The usability of this site for non-Russian speakers has greatly improved in recent years and you can now buy your tickets in English.
Alternatively, you can use agents or companies such as Real Russia who will book your tickets for you according to the route and schedule that you provide.
You will pay a premium for each ticket you buy but you will have peace of mind that you have the correct ticket and helpful support should something go wrong.
These agents also provide tours and guided trips.
Finally, you can book a complete package through a travel agent specialising in Tran Siberian railway trips.
Packages vary from fully escorted small group tours to self – guided tours where all your transfers, accommodations and tours will be pre-booked and arranged for you.
Trans Siberian Child Tickets
In Russia, children under 5 years old who share a berth (bed) with an adult are free but you must still book a named ticket for them.
The beds are very narrow so I would only do this if travelling with a very small child!!!!
Children aged 5 to 10 years old travel at half the adult fare.
There are different child rates once you cross into Mongolia and China.
How you choose to travel depends on your budget and confidence.

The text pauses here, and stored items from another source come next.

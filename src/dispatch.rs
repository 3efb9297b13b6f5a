//! Player actions sent to the authority.

use std::fmt;
use std::sync::Arc;

use tokio_util::sync::CancellationToken;
use tracing::{info, warn};

use crate::error::ClientError;
use crate::retry::RetryPolicy;
use crate::state::game::SessionId;
use crate::state::player::PlayerId;
use crate::transport::GameTransport;

const LOG_TARGET: &str = "jinrou_sync::dispatch";

/// Who a vote or elimination is aimed at.
#[derive(Debug, Clone, Copy, PartialEq, Eq, Hash)]
pub enum Target {
    Player(PlayerId),
    Abstain,
}

impl Target {
    /// Wire form; abstention is encoded as [`PlayerId::NONE`].
    pub fn player_id(&self) -> PlayerId {
        match self {
            Self::Player(id) => *id,
            Self::Abstain => PlayerId::NONE,
        }
    }
}

impl From<Option<PlayerId>> for Target {
    fn from(id: Option<PlayerId>) -> Self {
        match id {
            Some(id) if !id.is_none() => Self::Player(id),
            _ => Self::Abstain,
        }
    }
}

impl From<PlayerId> for Target {
    fn from(id: PlayerId) -> Self {
        Some(id).into()
    }
}

impl fmt::Display for Target {
    fn fmt(&self, f: &mut fmt::Formatter<'_>) -> fmt::Result {
        match self {
            Self::Player(id) => write!(f, "player {id}"),
            Self::Abstain => f.write_str("abstain"),
        }
    }
}

#[derive(Debug, Clone, Copy, PartialEq, Eq)]
pub enum Action {
    Vote(Target),
    Eliminate(Target),
    Advance,
}

impl Action {
    pub fn as_str(&self) -> &'static str {
        match self {
            Self::Vote(_) => "vote",
            Self::Eliminate(_) => "eliminate",
            Self::Advance => "advance",
        }
    }
}

/// Sends actions for the active session.
///
/// The outcome of an action is never applied locally; it arrives through the
/// session stream like every other change.
#[derive(Debug, Clone)]
pub struct ActionDispatcher {
    transport: Arc<dyn GameTransport>,
    policy: RetryPolicy,
}

impl ActionDispatcher {
    pub fn new(transport: Arc<dyn GameTransport>, policy: RetryPolicy) -> Self {
        Self { transport, policy }
    }

    /// Send one action. Resolves to [`ClientError::Cancelled`] if `cancel`
    /// fires first, which happens when the session is left or replaced.
    pub async fn dispatch(
        &self,
        session_id: &SessionId,
        action: Action,
        cancel: &CancellationToken,
    ) -> Result<(), ClientError> {
        let transport = self.transport.clone();
        let call = self.policy.call(|identity| {
            let transport = transport.clone();
            let session_id = session_id.clone();
            async move {
                let token = identity.access_token.as_str();
                match action {
                    Action::Vote(target) => {
                        transport.vote(&session_id, target.player_id(), token).await
                    }
                    Action::Eliminate(target) => {
                        transport
                            .eliminate(&session_id, target.player_id(), token)
                            .await
                    }
                    Action::Advance => transport.advance_phase(&session_id, token).await,
                }
            }
        });

        let result = tokio::select! {
            biased;
            _ = cancel.cancelled() => Err(ClientError::Cancelled),
            result = call => result,
        };

        match &result {
            Ok(()) => info!(
                target: LOG_TARGET,
                session_id = %session_id,
                action = action.as_str(),
                "action accepted"
            ),
            Err(err) if err.is_cancelled() => info!(
                target: LOG_TARGET,
                session_id = %session_id,
                action = action.as_str(),
                "action cancelled"
            ),
            Err(err) => warn!(
                target: LOG_TARGET,
                session_id = %session_id,
                action = action.as_str(),
                error = %err,
                "action failed"
            ),
        }
        result
    }

    pub async fn vote(
        &self,
        session_id: &SessionId,
        target: Target,
        cancel: &CancellationToken,
    ) -> Result<(), ClientError> {
        self.dispatch(session_id, Action::Vote(target), cancel).await
    }

    pub async fn eliminate(
        &self,
        session_id: &SessionId,
        target: Target,
        cancel: &CancellationToken,
    ) -> Result<(), ClientError> {
        self.dispatch(session_id, Action::Eliminate(target), cancel)
            .await
    }

    pub async fn advance(
        &self,
        session_id: &SessionId,
        cancel: &CancellationToken,
    ) -> Result<(), ClientError> {
        self.dispatch(session_id, Action::Advance, cancel).await
    }
}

We arranged our tickets through Real Russia but organised our accommodation, transfers and sightseeing independently.
Despite knowing no Russian language, we encountered no problems at all travelling independently on the Trans Siberian railway.
If we had had more time, I would not have hesitated to have bought the tickets ourselves on the Russian rail website.
The brilliant Maninseat61.com has a helpful guide on using the Russian rail website.
Getting a Russian Visa
Our Russian visa was by far our biggest challenge about travelling on the Trans Siberian trains!
We chose to apply independently rather than using a visa service.
Russian visas are notoriously complicated and subject to rejection on small issues.
Look into the strict visa rules, choose carefully which visa applies to you and start collating your paperwork as early as you can; it takes longer than you think! This is particularly important if you will be applying for your visa outside of your home country.
To apply for a visa, you will need a full itinerary for your trip – including accommodation bookings- and a letter of invitation from a host such as a hotel.
In some countries, you must apply for your visa in person at the offices of the Russian embassy.
If you have used a booking agent for your tickets, they will often provide these items for you. Hotels also offer this service if you have a confirmed, paid booking with them.
Many travellers do not like the lack of flexibility this entails. So, once they have secured the initial letter of invitation from one confirmed booking, some travellers choose to book fully refundable hotels for their subsequent accommodation.
Visa costs vary according to the type of visa you are applying for and where you are applying from.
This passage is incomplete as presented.